Singapore’s decision to criminalise proxy gambling involving anyone not physically present in a casino or slot hall premises in the city-state, was mostly about tying up a loophole left in earlier legislation, several industry commentators told GGRAsia.
“I think Singapore wants to exercise the tightest possible control over its casino licensees,” said David Green.
He added, referring to the process that led to the city-state’s Casino Control Act in 2006, and then the opening of two casino resorts in 2010: “Legalisation in 2005 was premised on the minimisation of harm and the prevention/elimination of criminal influence from the casinos.”
Mr Green is founder of Newpage Consulting Ltd and a former gaming regulator in Australia. He is also a former adviser to the Macau government on gaming.
Singapore has a casino duopoly, split between Marina Bay Sands, run by a unit of United States-based Las Vegas Sands Corp, and Resorts World Sentosa, operated by Genting Singapore Ltd.
Industry consultant Ben Lee told GGRAsia that in his opinion, “Singapore has the tightest anti-problem gambling measures in the world,” in addition to an entry levy applicable to Singapore citizens and permanent residents.
“This looks like another step” in the “direction,” of firmer control he added, referring to the proxy gambling issue.
Mr Lee is founder of casino industry consultancy IGamiX Management & Consulting Ltd.
The new criminal offence of proxy gambling, or of facilitating proxy gambling relating to casino-based games, will carry a penalty of up to one year in prison, or a fine of up to SGD10,000 (US$7,400), or both.
The latter provision in the new Gambling Control Bill – which had its first reading in Singapore’s parliament on February 14 – is described as an amendment to the city-state’s Casino Control Act.
Mr Lee told GGRAsia he thought the likelihood was “low” that the proxy topic had anything to do with Singapore’s diplomatic relations with China.
China has specifically mentioned blacklisting places that seek to target its residents to participate in either land-based or online gambling.
Mr Lee said it was more likely Singapore’s step was to “address local issues” that might have “cropped up” on the “radar” of the city-state’s authorities.
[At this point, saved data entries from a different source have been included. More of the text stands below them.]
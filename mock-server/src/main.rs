use tokio::net::TcpListener;
use tracing::info;
use tracing_subscriber::{layer::SubscriberExt, util::SubscriberInitExt};

#[tokio::main]
async fn main() -> Result<(), std::io::Error> {
    tracing_subscriber::registry()
        .with(tracing_subscriber::EnvFilter::new(
            std::env::var("RUST_LOG").unwrap_or_else(|_| "info".into()),
        ))
        .with(tracing_subscriber::fmt::layer())
        .init();

    let port = std::env::var("PORT").unwrap_or_else(|_| "8080".to_string());
    let api_key = std::env::var("MAXINE_API_KEY").ok();
    let addr = format!("127.0.0.1:{port}");
    let listener = TcpListener::bind(&addr).await?;
    info!(%addr, auth = api_key.is_some(), "mock registry listening");
    mock_server::run(listener, mock_server::app_with_api_key(api_key)).await
}
//! Response mapper: raw `HttpResponse` in, data-model values out.
//!
//! Rules applied to every endpoint:
//! 1. Anything but 200 is `ApiError::Status`; the body is not inspected.
//! 2. A 200 whose body is not the expected JSON shape is `ApiError::Parse`.
//! 3. Missing required strings and flags default to `""` / `false`; missing
//!    optional numbers and documents stay `None`.
//! 4. Arrays keep the server's order. Health scores come from an unordered
//!    mapping and are returned sorted by node id.

use std::collections::BTreeMap;

use serde::de::DeserializeOwned;
use serde::Deserialize;
use serde_json::Value;
use tracing::debug;

use crate::error::{ApiError, Result};
use crate::http::HttpResponse;
use crate::types::{Anomaly, HealthScore, NodeId, Service, ServiceNode};

/// The only status the registry uses for success.
pub const SUCCESS_STATUS: u16 = 200;

#[derive(Deserialize)]
#[serde(rename_all = "camelCase")]
struct RegisterReply {
    #[serde(default)]
    node_id: String,
}

#[derive(Deserialize)]
struct HeartbeatReply {
    #[serde(default)]
    success: bool,
}

#[derive(Deserialize)]
struct ServersReply {
    #[serde(default)]
    services: Vec<String>,
}

#[derive(Deserialize)]
struct HealthScoresReply {
    #[serde(default)]
    scores: BTreeMap<String, f64>,
}

#[derive(Deserialize)]
struct AnomaliesReply {
    #[serde(default)]
    anomalies: Vec<Anomaly>,
}

#[derive(Deserialize)]
struct VersionsReply {
    #[serde(default)]
    versions: Vec<String>,
}

pub fn parse_discover(response: HttpResponse) -> Result<ServiceNode> {
    decode(response)
}

/// An empty or missing `nodeId` is `ApiError::MissingNodeId`.
pub fn parse_register(response: HttpResponse) -> Result<NodeId> {
    let reply: RegisterReply = decode(response)?;
    if reply.node_id.is_empty() {
        return Err(ApiError::MissingNodeId);
    }
    Ok(NodeId::new(reply.node_id))
}

pub fn parse_heartbeat(response: HttpResponse) -> Result<bool> {
    let reply: HeartbeatReply = decode(response)?;
    Ok(reply.success)
}

/// Only the status matters; whatever body came back is ignored.
pub fn parse_deregister(response: HttpResponse) -> Result<()> {
    check_status(&response)
}

pub fn parse_servers(response: HttpResponse) -> Result<Vec<String>> {
    let reply: ServersReply = decode(response)?;
    Ok(reply.services)
}

/// Health and metrics documents are passed through untouched.
pub fn parse_document(response: HttpResponse) -> Result<Value> {
    decode(response)
}

pub fn parse_services(response: HttpResponse) -> Result<Vec<Service>> {
    decode(response)
}

pub fn parse_service(response: HttpResponse) -> Result<Service> {
    decode(response)
}

pub fn parse_health_scores(response: HttpResponse) -> Result<Vec<HealthScore>> {
    let reply: HealthScoresReply = decode(response)?;
    Ok(reply
        .scores
        .into_iter()
        .map(|(node_id, score)| HealthScore { node_id, score })
        .collect())
}

pub fn parse_anomalies(response: HttpResponse) -> Result<Vec<Anomaly>> {
    let reply: AnomaliesReply = decode(response)?;
    Ok(reply.anomalies)
}

pub fn parse_versions(response: HttpResponse) -> Result<Vec<String>> {
    let reply: VersionsReply = decode(response)?;
    Ok(reply.versions)
}

fn check_status(response: &HttpResponse) -> Result<()> {
    if response.status == SUCCESS_STATUS {
        return Ok(());
    }
    Err(ApiError::Status {
        status: response.status,
        body: response.body.clone(),
    })
}

fn decode<T: DeserializeOwned>(response: HttpResponse) -> Result<T> {
    check_status(&response)?;
    serde_json::from_str(&response.body).map_err(|e| {
        debug!(body = %response.body, "unparsable registry response");
        ApiError::Parse(e.to_string())
    })
}
//! Blocking client for the Maxine registry.
//!
//! # Design
//! `MaxineClient` holds a `RequestBuilder` and a `Transport` and nothing
//! else: no caches, no background work, no mutable state. Each operation is
//! one round-trip built by `RequestBuilder::build_*`, executed by the
//! transport, and mapped by the matching `response::parse_*` function.
//! Failures are logged once here and returned as `ApiError`.

use serde_json::Value;
use tracing::{debug, warn};

use crate::config::ClientConfig;
use crate::error::Result;
use crate::http::{HttpRequest, HttpResponse};
use crate::request::RequestBuilder;
use crate::response;
use crate::transport::{Transport, UreqTransport};
use crate::types::{Anomaly, DiscoverQuery, HealthScore, NodeId, Registration, Service, ServiceNode};

/// Synchronous client bound to one registry base URL.
pub struct MaxineClient<T = UreqTransport> {
    requests: RequestBuilder,
    transport: T,
}

impl MaxineClient<UreqTransport> {
    pub fn new(config: ClientConfig) -> Self {
        let transport = UreqTransport::new(config.timeout());
        Self::with_transport(&config, transport)
    }
}

impl<T: Transport> MaxineClient<T> {
    pub fn with_transport(config: &ClientConfig, transport: T) -> Self {
        Self {
            requests: RequestBuilder::from_config(config),
            transport,
        }
    }

    pub fn base_url(&self) -> &str {
        self.requests.base_url()
    }

    pub fn request_builder(&self) -> &RequestBuilder {
        &self.requests
    }

    /// Discover one healthy node of a service.
    pub fn discover_lightning(&self, query: &DiscoverQuery) -> Result<ServiceNode> {
        let request = self.requests.build_discover(query);
        self.call("discover", Ok(request), response::parse_discover)
    }

    /// Register an instance and return the registry-issued node id.
    pub fn register_lightning(&self, registration: &Registration) -> Result<NodeId> {
        let request = self.requests.build_register(registration);
        self.call("register", request, response::parse_register)
    }

    /// `Ok(false)` means the registry answered but did not acknowledge the
    /// node. Whether it expired or the server hit a transient problem cannot
    /// be told apart from here.
    pub fn heartbeat_lightning(&self, node_id: &NodeId) -> Result<bool> {
        let request = self.requests.build_heartbeat(node_id);
        self.call("heartbeat", request, response::parse_heartbeat)
    }

    pub fn deregister_lightning(&self, node_id: &NodeId) -> Result<()> {
        let request = self.requests.build_deregister(node_id);
        self.call("deregister", request, response::parse_deregister)
    }

    /// Names of every service with at least one registered node.
    pub fn servers_lightning(&self) -> Result<Vec<String>> {
        let request = self.requests.build_servers();
        self.call("servers", Ok(request), response::parse_servers)
    }

    pub fn health_lightning(&self) -> Result<Value> {
        let request = self.requests.build_health();
        self.call("health", Ok(request), response::parse_document)
    }

    pub fn metrics_lightning(&self) -> Result<Value> {
        let request = self.requests.build_metrics();
        self.call("metrics", Ok(request), response::parse_document)
    }

    pub fn services(&self) -> Result<Vec<Service>> {
        let request = self.requests.build_services();
        self.call("services", Ok(request), response::parse_services)
    }

    pub fn service(&self, service_name: &str) -> Result<Service> {
        let request = self.requests.build_service(service_name);
        self.call("service", Ok(request), response::parse_service)
    }

    pub fn health_scores(&self, service_name: &str) -> Result<Vec<HealthScore>> {
        let request = self.requests.build_health_scores(service_name);
        self.call("health_scores", Ok(request), response::parse_health_scores)
    }

    pub fn anomalies(&self) -> Result<Vec<Anomaly>> {
        let request = self.requests.build_anomalies();
        self.call("anomalies", Ok(request), response::parse_anomalies)
    }

    pub fn versions(&self, service_name: &str) -> Result<Vec<String>> {
        let request = self.requests.build_versions(service_name);
        self.call("versions", Ok(request), response::parse_versions)
    }

    fn call<R>(
        &self,
        operation: &'static str,
        request: Result<HttpRequest>,
        parse: fn(HttpResponse) -> Result<R>,
    ) -> Result<R> {
        let result = request
            .and_then(|request| {
                debug!(operation, method = request.method.as_str(), url = %request.url, "registry request");
                self.transport.execute(&request)
            })
            .and_then(parse);
        if let Err(err) = &result {
            warn!(operation, error = %err, "registry call failed");
        }
        result
    }
}
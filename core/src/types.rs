//! Data model shared by the request builder and the response mapper.
//!
//! # Design
//! Every value here is a snapshot of one registry response (or one caller
//! input) and holds no reference back to the client. Fields the registry may
//! omit are `Option`, so "not provided" never collapses into `0` or `false`.
//! Required strings and flags default to `""` / `false` when missing.

use std::fmt;

use serde::{Deserialize, Deserializer, Serialize};
use serde_json::Value;

/// One registered instance of a service, as returned by discovery.
#[derive(Debug, Clone, PartialEq, Serialize, Deserialize)]
#[serde(rename_all = "camelCase")]
pub struct ServiceNode {
    #[serde(default)]
    pub address: String,
    #[serde(default)]
    pub node_name: String,
    #[serde(default)]
    pub healthy: bool,
    #[serde(default, deserialize_with = "truncated_int", skip_serializing_if = "Option::is_none")]
    pub weight: Option<i64>,
    #[serde(default, deserialize_with = "truncated_int", skip_serializing_if = "Option::is_none")]
    pub connections: Option<i64>,
    /// Arbitrary document attached at registration. A JSON `null` reads as
    /// absent.
    #[serde(default, skip_serializing_if = "Option::is_none")]
    pub metadata: Option<Value>,
}

/// Reads any JSON number as an integer, truncating fractions toward zero.
/// Non-numeric values are still rejected.
fn truncated_int<'de, D>(deserializer: D) -> Result<Option<i64>, D::Error>
where
    D: Deserializer<'de>,
{
    let number = Option::<serde_json::Number>::deserialize(deserializer)?;
    Ok(number.and_then(|n| n.as_i64().or_else(|| n.as_f64().map(|f| f.trunc() as i64))))
}

/// A service with all of its nodes and the versions they advertise.
#[derive(Debug, Clone, PartialEq, Serialize, Deserialize)]
#[serde(rename_all = "camelCase")]
pub struct Service {
    #[serde(default)]
    pub service_name: String,
    #[serde(default)]
    pub nodes: Vec<ServiceNode>,
    #[serde(default)]
    pub versions: Vec<String>,
}

/// Health score of a single node.
#[derive(Debug, Clone, PartialEq, Serialize, Deserialize)]
pub struct HealthScore {
    pub node_id: String,
    pub score: f64,
}

/// An anomaly reported by the registry. `value` and `threshold` are absent
/// for anomaly types without a numeric detail.
#[derive(Debug, Clone, PartialEq, Serialize, Deserialize)]
#[serde(rename_all = "camelCase")]
pub struct Anomaly {
    #[serde(default)]
    pub service_name: String,
    #[serde(rename = "type", default)]
    pub anomaly_type: String,
    #[serde(default)]
    pub severity: String,
    #[serde(default, skip_serializing_if = "Option::is_none")]
    pub value: Option<f64>,
    #[serde(default, skip_serializing_if = "Option::is_none")]
    pub threshold: Option<f64>,
}

/// Opaque registration token issued by the registry.
///
/// Only ever passed back to heartbeat and deregister; the client never looks
/// inside it.
#[derive(Debug, Clone, PartialEq, Eq, Hash, Serialize, Deserialize)]
#[serde(transparent)]
pub struct NodeId(String);

impl NodeId {
    pub fn new(id: impl Into<String>) -> Self {
        Self(id.into())
    }

    pub fn as_str(&self) -> &str {
        &self.0
    }

    pub fn is_empty(&self) -> bool {
        self.0.is_empty()
    }
}

impl fmt::Display for NodeId {
    fn fmt(&self, f: &mut fmt::Formatter<'_>) -> fmt::Result {
        f.write_str(&self.0)
    }
}

/// Discovery filters. Empty strings and an empty tag list mean "not set".
#[derive(Debug, Clone, Default, PartialEq, Eq)]
pub struct DiscoverQuery {
    pub service_name: String,
    pub load_balancing: String,
    pub version: String,
    pub tags: Vec<String>,
}

impl DiscoverQuery {
    pub fn new(service_name: impl Into<String>) -> Self {
        Self {
            service_name: service_name.into(),
            ..Self::default()
        }
    }

    pub fn with_load_balancing(mut self, strategy: impl Into<String>) -> Self {
        self.load_balancing = strategy.into();
        self
    }

    pub fn with_version(mut self, version: impl Into<String>) -> Self {
        self.version = version.into();
        self
    }

    pub fn with_tags<I, S>(mut self, tags: I) -> Self
    where
        I: IntoIterator<Item = S>,
        S: Into<String>,
    {
        self.tags = tags.into_iter().map(Into::into).collect();
        self
    }
}

/// Input for registering one instance.
#[derive(Debug, Clone, PartialEq)]
pub struct Registration {
    pub service_name: String,
    pub host: String,
    pub port: u16,
    pub metadata: Option<Value>,
}

impl Registration {
    pub fn new(service_name: impl Into<String>, host: impl Into<String>, port: u16) -> Self {
        Self {
            service_name: service_name.into(),
            host: host.into(),
            port,
            metadata: None,
        }
    }

    pub fn with_metadata(mut self, metadata: Value) -> Self {
        self.metadata = Some(metadata);
        self
    }
}
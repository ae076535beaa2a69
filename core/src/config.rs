//! Client configuration.
//!
//! A `ClientConfig` is built once and handed to `MaxineClient::new`; the
//! client never mutates it afterwards.

use std::time::Duration;

/// Default registry location when nothing else is configured.
pub const DEFAULT_BASE_URL: &str = "http://localhost:8080";

pub const ENV_BASE_URL: &str = "MAXINE_URL";
pub const ENV_API_KEY: &str = "MAXINE_API_KEY";
pub const ENV_TIMEOUT_SECS: &str = "MAXINE_TIMEOUT_SECS";

/// Immutable settings for one client instance.
#[derive(Debug, Clone, PartialEq, Eq)]
pub struct ClientConfig {
    base_url: String,
    api_key: Option<String>,
    timeout: Option<Duration>,
}

impl ClientConfig {
    pub fn new(base_url: impl Into<String>) -> Self {
        Self {
            base_url: base_url.into(),
            api_key: None,
            timeout: None,
        }
    }

    /// Attach a credential sent as `X-API-Key` on every request. An empty
    /// key clears it.
    pub fn with_api_key(mut self, api_key: impl Into<String>) -> Self {
        let api_key = api_key.into();
        self.api_key = (!api_key.is_empty()).then_some(api_key);
        self
    }

    /// Overall per-request timeout handed to the transport.
    pub fn with_timeout(mut self, timeout: Duration) -> Self {
        self.timeout = Some(timeout);
        self
    }

    /// Read `MAXINE_URL`, `MAXINE_API_KEY` and `MAXINE_TIMEOUT_SECS`.
    pub fn from_env() -> Self {
        Self::from_lookup(|key| std::env::var(key).ok())
    }

    fn from_lookup(lookup: impl Fn(&str) -> Option<String>) -> Self {
        let base_url = lookup(ENV_BASE_URL)
            .filter(|url| !url.is_empty())
            .unwrap_or_else(|| DEFAULT_BASE_URL.to_string());
        let mut config = Self::new(base_url);
        if let Some(api_key) = lookup(ENV_API_KEY) {
            config = config.with_api_key(api_key);
        }
        if let Some(secs) = lookup(ENV_TIMEOUT_SECS)
            .and_then(|raw| raw.trim().parse::<u64>().ok())
            .filter(|&secs| secs > 0)
        {
            config = config.with_timeout(Duration::from_secs(secs));
        }
        config
    }

    pub fn base_url(&self) -> &str {
        &self.base_url
    }

    pub fn api_key(&self) -> Option<&str> {
        self.api_key.as_deref()
    }

    pub fn timeout(&self) -> Option<Duration> {
        self.timeout
    }
}

impl Default for ClientConfig {
    fn default() -> Self {
        Self::new(DEFAULT_BASE_URL)
    }
}

#[cfg(test)]
mod tests {
    use std::collections::HashMap;

    use super::*;

    fn lookup(vars: &[(&str, &str)]) -> impl Fn(&str) -> Option<String> {
        let vars: HashMap<String, String> = vars
            .iter()
            .map(|(k, v)| (k.to_string(), v.to_string()))
            .collect();
        move |key| vars.get(key).cloned()
    }

    #[test]
    fn empty_environment_uses_defaults() {
        let config = ClientConfig::from_lookup(lookup(&[]));
        assert_eq!(config, ClientConfig::default());
        assert_eq!(config.base_url(), DEFAULT_BASE_URL);
        assert!(config.api_key().is_none());
        assert!(config.timeout().is_none());
    }

    #[test]
    fn environment_overrides_everything() {
        let config = ClientConfig::from_lookup(lookup(&[
            (ENV_BASE_URL, "http://registry:9000"),
            (ENV_API_KEY, "secret"),
            (ENV_TIMEOUT_SECS, "5"),
        ]));
        assert_eq!(config.base_url(), "http://registry:9000");
        assert_eq!(config.api_key(), Some("secret"));
        assert_eq!(config.timeout(), Some(Duration::from_secs(5)));
    }

    #[test]
    fn blank_values_are_ignored() {
        let config = ClientConfig::from_lookup(lookup(&[
            (ENV_BASE_URL, ""),
            (ENV_API_KEY, ""),
            (ENV_TIMEOUT_SECS, "soon"),
        ]));
        assert_eq!(config, ClientConfig::default());
    }

    #[test]
    fn zero_timeout_means_no_timeout() {
        let config = ClientConfig::from_lookup(lookup(&[(ENV_TIMEOUT_SECS, "0")]));
        assert!(config.timeout().is_none());
    }

    #[test]
    fn setters_return_new_values() {
        let base = ClientConfig::new("http://a");
        let keyed = base.clone().with_api_key("k");
        assert!(base.api_key().is_none());
        assert_eq!(keyed.api_key(), Some("k"));
        assert!(keyed.with_api_key("").api_key().is_none());
    }
}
Singapore’s Ministry of Home Affairs had mentioned in a February 14 press release about the Gambling Control Bill, that there had been a situation in 2019 where an excluded individual had asked a friend to place wagers at a gaming machine in a casino on her behalf.
“We were unable to take these individuals to task, as proxy gambling was not previously criminalised,” noted that press release.
In the Macau casino market, official concerns about proxy gambling have encompassed anti-money laundering issues.
Mr Green thought Singapore’s criminalisation of proxy play was focused on “protection of consumers, and further restricting the prospect of the casinos being used to enable money laundering or the financing of terrorism”.
Mr Lee stated the Singapore authorities had “always been proactive” in governance of the casino industry. He added it were possible they were “wanting to close off any loopholes”.